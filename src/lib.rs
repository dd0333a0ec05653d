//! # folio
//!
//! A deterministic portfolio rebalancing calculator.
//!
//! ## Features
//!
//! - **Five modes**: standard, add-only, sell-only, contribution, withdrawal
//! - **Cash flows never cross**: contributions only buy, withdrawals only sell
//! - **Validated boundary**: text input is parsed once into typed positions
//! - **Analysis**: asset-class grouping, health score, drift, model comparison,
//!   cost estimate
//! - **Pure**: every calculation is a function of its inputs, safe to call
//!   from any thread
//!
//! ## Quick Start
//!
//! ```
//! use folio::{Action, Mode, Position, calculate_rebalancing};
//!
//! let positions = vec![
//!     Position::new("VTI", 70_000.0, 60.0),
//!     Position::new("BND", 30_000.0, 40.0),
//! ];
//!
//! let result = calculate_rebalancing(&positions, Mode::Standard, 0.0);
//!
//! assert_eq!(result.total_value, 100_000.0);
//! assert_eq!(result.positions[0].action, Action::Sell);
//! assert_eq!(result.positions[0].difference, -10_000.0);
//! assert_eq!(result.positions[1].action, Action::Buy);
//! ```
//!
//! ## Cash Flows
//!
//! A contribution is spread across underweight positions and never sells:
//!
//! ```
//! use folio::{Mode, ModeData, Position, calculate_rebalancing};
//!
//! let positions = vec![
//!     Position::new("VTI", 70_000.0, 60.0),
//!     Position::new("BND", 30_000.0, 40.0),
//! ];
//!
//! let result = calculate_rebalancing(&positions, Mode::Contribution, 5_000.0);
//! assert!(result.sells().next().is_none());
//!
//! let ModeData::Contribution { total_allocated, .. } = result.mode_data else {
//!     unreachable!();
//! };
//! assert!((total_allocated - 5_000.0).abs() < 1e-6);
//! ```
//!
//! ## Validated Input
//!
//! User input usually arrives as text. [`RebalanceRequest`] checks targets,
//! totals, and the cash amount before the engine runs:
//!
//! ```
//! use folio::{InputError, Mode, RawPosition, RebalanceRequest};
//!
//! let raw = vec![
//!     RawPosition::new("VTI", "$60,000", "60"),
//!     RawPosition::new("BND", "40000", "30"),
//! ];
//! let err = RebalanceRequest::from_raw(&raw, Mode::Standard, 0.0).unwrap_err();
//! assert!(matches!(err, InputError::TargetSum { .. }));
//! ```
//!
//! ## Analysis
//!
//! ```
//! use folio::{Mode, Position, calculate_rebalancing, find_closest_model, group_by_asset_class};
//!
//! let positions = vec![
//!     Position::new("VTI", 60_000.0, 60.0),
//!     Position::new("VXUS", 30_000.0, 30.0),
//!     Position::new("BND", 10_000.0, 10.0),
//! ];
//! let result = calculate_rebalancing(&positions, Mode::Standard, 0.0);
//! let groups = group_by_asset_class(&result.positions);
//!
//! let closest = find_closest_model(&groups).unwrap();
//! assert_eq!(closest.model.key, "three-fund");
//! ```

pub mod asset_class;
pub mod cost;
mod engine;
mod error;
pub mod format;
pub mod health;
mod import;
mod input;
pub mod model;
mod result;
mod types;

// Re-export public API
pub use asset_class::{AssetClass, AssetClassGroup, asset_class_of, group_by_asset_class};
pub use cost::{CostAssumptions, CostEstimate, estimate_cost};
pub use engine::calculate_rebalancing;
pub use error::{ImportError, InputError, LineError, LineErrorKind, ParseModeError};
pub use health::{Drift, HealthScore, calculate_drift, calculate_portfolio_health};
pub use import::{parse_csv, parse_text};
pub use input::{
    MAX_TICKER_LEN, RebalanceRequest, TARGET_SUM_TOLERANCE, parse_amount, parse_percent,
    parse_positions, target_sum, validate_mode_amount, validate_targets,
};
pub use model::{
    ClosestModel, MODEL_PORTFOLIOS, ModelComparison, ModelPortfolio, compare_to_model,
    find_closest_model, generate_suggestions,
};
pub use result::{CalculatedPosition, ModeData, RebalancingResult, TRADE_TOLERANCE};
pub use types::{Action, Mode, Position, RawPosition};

◇ ◇ ◇

▶ _Problem to work on_
Everything in the material above is to be copied exactly.

▶ _Output for this exercise_
filename src/lib.rs
repository dd0333a0ec05653d
//! # folio
//!
//! A deterministic portfolio rebalancing calculator.
//!
//! ## Features
//!
//! - **Five modes**: standard, add-only, sell-only, contribution, withdrawal
//! - **Cash flows never cross**: contributions only buy, withdrawals only sell
//! - **Validated boundary**: text input is parsed once into typed positions
//! - **Analysis**: asset-class grouping, health score, drift, model comparison,
//!   cost estimate
//! - **Pure**: every calculation is a function of its inputs, safe to call
//!   from any thread
//!
//! ## Quick Start
//!
//! ```
//! use folio::{Action, Mode, Position, calculate_rebalancing};
//!
//! let positions = vec![
//!     Position::new("VTI", 70_000.0, 60.0),
//!     Position::new("BND", 30_000.0, 40.0),
//! ];
//!
//! let result = calculate_rebalancing(&positions, Mode::Standard, 0.0);
//!
//! assert_eq!(result.total_value, 100_000.0);
//! assert_eq!(result.positions[0].action, Action::Sell);
//! assert_eq!(result.positions[0].difference, -10_000.0);
//! assert_eq!(result.positions[1].action, Action::Buy);
//! ```
//!
//! ## Cash Flows
//!
//! A contribution is spread across underweight positions and never sells:
//!
//! ```
//! use folio::{Mode, ModeData, Position, calculate_rebalancing};
//!
//! let positions = vec![
//!     Position::new("VTI", 70_000.0, 60.0),
//!     Position::new("BND", 30_000.0, 40.0),
//! ];
//!
//! let result = calculate_rebalancing(&positions, Mode::Contribution, 5_000.0);
//! assert!(result.sells().next().is_none());
//!
//! let ModeData::Contribution { total_allocated, .. } = result.mode_data else {
//!     unreachable!();
//! };
//! assert!((total_allocated - 5_000.0).abs() < 1e-6);
//! ```
//!
//! ## Validated Input
//!
//! User input usually arrives as text. [`RebalanceRequest`] checks targets,
//! totals, and the cash amount before the engine runs:
//!
//! ```
//! use folio::{InputError, Mode, RawPosition, RebalanceRequest};
//!
//! let raw = vec![
//!     RawPosition::new("VTI", "$60,000", "60"),
//!     RawPosition::new("BND", "40000", "30"),
//! ];
//! let err = RebalanceRequest::from_raw(&raw, Mode::Standard, 0.0).unwrap_err();
//! assert!(matches!(err, InputError::TargetSum { .. }));
//! ```
//!
//! ## Analysis
//!
//! ```
//! use folio::{Mode, Position, calculate_rebalancing, find_closest_model, group_by_asset_class};
//!
//! let positions = vec![
//!     Position::new("VTI", 60_000.0, 60.0),
//!     Position::new("VXUS", 30_000.0, 30.0),
//!     Position::new("BND", 10_000.0, 10.0),
//! ];
//! let result = calculate_rebalancing(&positions, Mode::Standard, 0.0);
//! let groups = group_by_asset_class(&result.positions);
//!
//! let closest = find_closest_model(&groups).unwrap();
//! assert_eq!(closest.model.key, "three-fund");
//! ```

pub mod asset_class;
pub mod cost;
mod engine;
mod error;
pub mod format;
pub mod health;
mod import;
mod input;
pub mod model;
mod result;
mod types;

// Re-export public API
pub use asset_class::{AssetClass, AssetClassGroup, asset_class_of, group_by_asset_class};
pub use cost::{CostAssumptions, CostEstimate, estimate_cost};
pub use engine::calculate_rebalancing;
pub use error::{ImportError, InputError, LineError, LineErrorKind, ParseModeError};
pub use health::{Drift, HealthScore, calculate_drift, calculate_portfolio_health};
pub use import::{parse_csv, parse_text};
pub use input::{
    MAX_TICKER_LEN, RebalanceRequest, TARGET_SUM_TOLERANCE, parse_amount, parse_percent,
    parse_positions, target_sum, validate_mode_amount, validate_targets,
};
pub use model::{
    ClosestModel, MODEL_PORTFOLIOS, ModelComparison, ModelPortfolio, compare_to_model,
    find_closest_model, generate_suggestions,
};
pub use result::{CalculatedPosition, ModeData, RebalancingResult, TRADE_TOLERANCE};
pub use types::{Action, Mode, Position, RawPosition};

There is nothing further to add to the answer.